Ethiopian shepherds noticed that their goats ate the red fruits of the coffee bush and jumped around after this enjoyment. Then the men prepared an infusion of the coffee cherries and recognized the stimulating effect of the coffee in self-experiment.

The culture of drinking coffee goes back several centuries.
Slave traders first brought coffee to Arabia in the 14th century.
Initially, coffee was mainly used for its invigorating effects
used medicinally. In the 15th century, coffee established itself as a luxury food in
Arabia. Sheikh Gemaleddin cultivated the coffee plant, with seeds from Abyssinia, for the first time in 1454 in what is now Yemen. Even today, the consumption of alcohol is forbidden in the Muslim faith, instead many Muslims prefer the strongly stimulating effect of coffee. Coffee was also drunk in Mecca and Medina, the holy places of Islam.

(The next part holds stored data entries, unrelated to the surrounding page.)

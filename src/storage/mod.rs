pub mod local;
pub mod sftp;

#[cfg(test)]
pub(crate) mod mock;

use async_trait::async_trait;
use chrono::{DateTime, Utc};
use std::path::{Path, PathBuf};
use std::sync::Arc;
use thiserror::Error;
use tokio_util::sync::CancellationToken;

pub use local::LocalDirSession;
pub use sftp::SftpSession;

// ============ 公共常量 ============

/// 建立 TCP 连接的超时（秒）
pub const CONNECT_TIMEOUT_SECS: u64 = 30;
/// 单个远程命令的超时（秒）- stat, mkdir, write 等
pub const OP_TIMEOUT_SECS: u64 = 60;
/// 上传时每次写入的块大小
pub const UPLOAD_CHUNK_SIZE: usize = 64 * 1024;

/// 远程会话错误
#[derive(Debug, Error)]
pub enum RemoteError {
    #[error("连接失败: {0}")]
    Connection(String),
    #[error("认证失败: {0}")]
    Auth(String),
    #[error("会话已断开: {0}")]
    SessionLost(String),
    #[error("远程操作失败: {0}")]
    Operation(String),
    #[error("上传已取消: {0}")]
    Cancelled(String),
    #[error("读取本地文件失败: {0}")]
    LocalIo(#[from] std::io::Error),
}

impl RemoteError {
    /// 会话本身已不可用，后续命令都会失败
    pub fn is_session_fatal(&self) -> bool {
        matches!(self, RemoteError::SessionLost(_))
    }
}

/// 远程路径元数据
#[derive(Debug, Clone, PartialEq, Eq)]
pub struct RemoteMeta {
    pub size: u64,
    /// 最后修改时间，服务器未提供时为 None
    pub modified: Option<DateTime<Utc>>,
    pub is_dir: bool,
}

/// 认证方式，按声明顺序依次尝试
#[derive(Clone)]
pub enum AuthMethod {
    Password(String),
    PrivateKey {
        path: PathBuf,
        passphrase: Option<String>,
    },
}

impl std::fmt::Debug for AuthMethod {
    fn fmt(&self, f: &mut std::fmt::Formatter<'_>) -> std::fmt::Result {
        match self {
            AuthMethod::Password(_) => write!(f, "Password(***)"),
            AuthMethod::PrivateKey { path, .. } => {
                f.debug_struct("PrivateKey").field("path", path).finish()
            }
        }
    }
}

/// SSH 连接配置
#[derive(Debug, Clone)]
pub struct ConnectionConfig {
    pub host: String,
    pub port: u16,
    pub username: String,
    pub auth_methods: Vec<AuthMethod>,
}

impl ConnectionConfig {
    pub fn new(host: impl Into<String>, port: u16, username: impl Into<String>) -> Self {
        Self {
            host: host.into(),
            port,
            username: username.into(),
            auth_methods: Vec::new(),
        }
    }

    pub fn with_password(mut self, password: impl Into<String>) -> Self {
        self.auth_methods.push(AuthMethod::Password(password.into()));
        self
    }

    pub fn with_private_key(mut self, path: impl Into<PathBuf>, passphrase: Option<String>) -> Self {
        self.auth_methods.push(AuthMethod::PrivateKey {
            path: path.into(),
            passphrase,
        });
        self
    }

    /// 检查配置是否可用于建立会话
    pub fn validate(&self) -> Result<(), RemoteError> {
        if self.host.trim().is_empty() {
            return Err(RemoteError::Connection("主机地址不能为空".to_string()));
        }
        if self.username.trim().is_empty() {
            return Err(RemoteError::Auth("用户名不能为空".to_string()));
        }
        if self.auth_methods.is_empty() {
            return Err(RemoteError::Auth("至少需要提供密码或私钥之一".to_string()));
        }
        Ok(())
    }

    /// 用于日志的目标描述
    pub fn display_target(&self) -> String {
        format!("{}@{}:{}", self.username, self.host, self.port)
    }
}

/// 同步目标
#[derive(Debug, Clone)]
pub enum TargetConfig {
    /// 通过 SFTP 上传到远程主机
    Sftp(ConnectionConfig),
    /// 写入本地（或挂载的）目录，远程路径映射到 root 之下
    LocalDir { root: PathBuf },
}

/// 远程目录会话抽象
///
/// 路径一律使用 `/` 分隔的绝对路径。实现必须允许多个任务同时调用，
/// 如果底层连接不支持并发，由实现自行串行化。
#[async_trait]
pub trait RemoteSession: Send + Sync {
    /// 获取路径元数据，不存在时返回 None
    async fn stat(&self, path: &str) -> Result<Option<RemoteMeta>, RemoteError>;

    /// 检查路径是否存在
    async fn exists(&self, path: &str) -> Result<bool, RemoteError> {
        Ok(self.stat(path).await?.is_some())
    }

    /// 创建单级目录（父目录必须已存在），目录已存在时视为成功
    async fn create_dir(&self, path: &str) -> Result<(), RemoteError>;

    /// 将本地文件流式写入远程路径，覆盖已有内容，返回写入字节数
    ///
    /// 每写完一块检查一次 `cancel`，取消后返回 `RemoteError::Cancelled`。
    async fn upload(
        &self,
        local: &Path,
        remote: &str,
        cancel: &CancellationToken,
    ) -> Result<u64, RemoteError>;

    /// 关闭会话
    async fn close(&self) -> Result<(), RemoteError>;

    /// 获取会话名称（用于日志）
    fn name(&self) -> &str;
}

/// 根据目标配置打开会话
pub async fn open_session(target: &TargetConfig) -> Result<Arc<dyn RemoteSession>, RemoteError> {
    match target {
        TargetConfig::Sftp(config) => {
            tracing::info!("连接 SFTP: {}", config.display_target());
            Ok(Arc::new(SftpSession::connect(config).await?) as Arc<dyn RemoteSession>)
        }
        TargetConfig::LocalDir { root } => {
            tracing::info!("使用本地目录作为目标: {}", root.display());
            Ok(Arc::new(LocalDirSession::new(root)?) as Arc<dyn RemoteSession>)
        }
    }
}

In the second half of the 15th century, the aromatic drink began its triumphant advance from there and quickly spread throughout the Arab world. Here the Arabs also meticulously paid attention to compliance with their coffee monopoly by brewing coffee beans, which were used for sale, with hot water so that they could no longer be used as seeds. Ultimately, coffee also conquered the Egyptian city of Cairo in 1510. Coffee played an increasingly important role in Arabia, Asia Minor, Syria and Egypt. The first coffee houses opened in Damascus and Aleppo as early as 1530.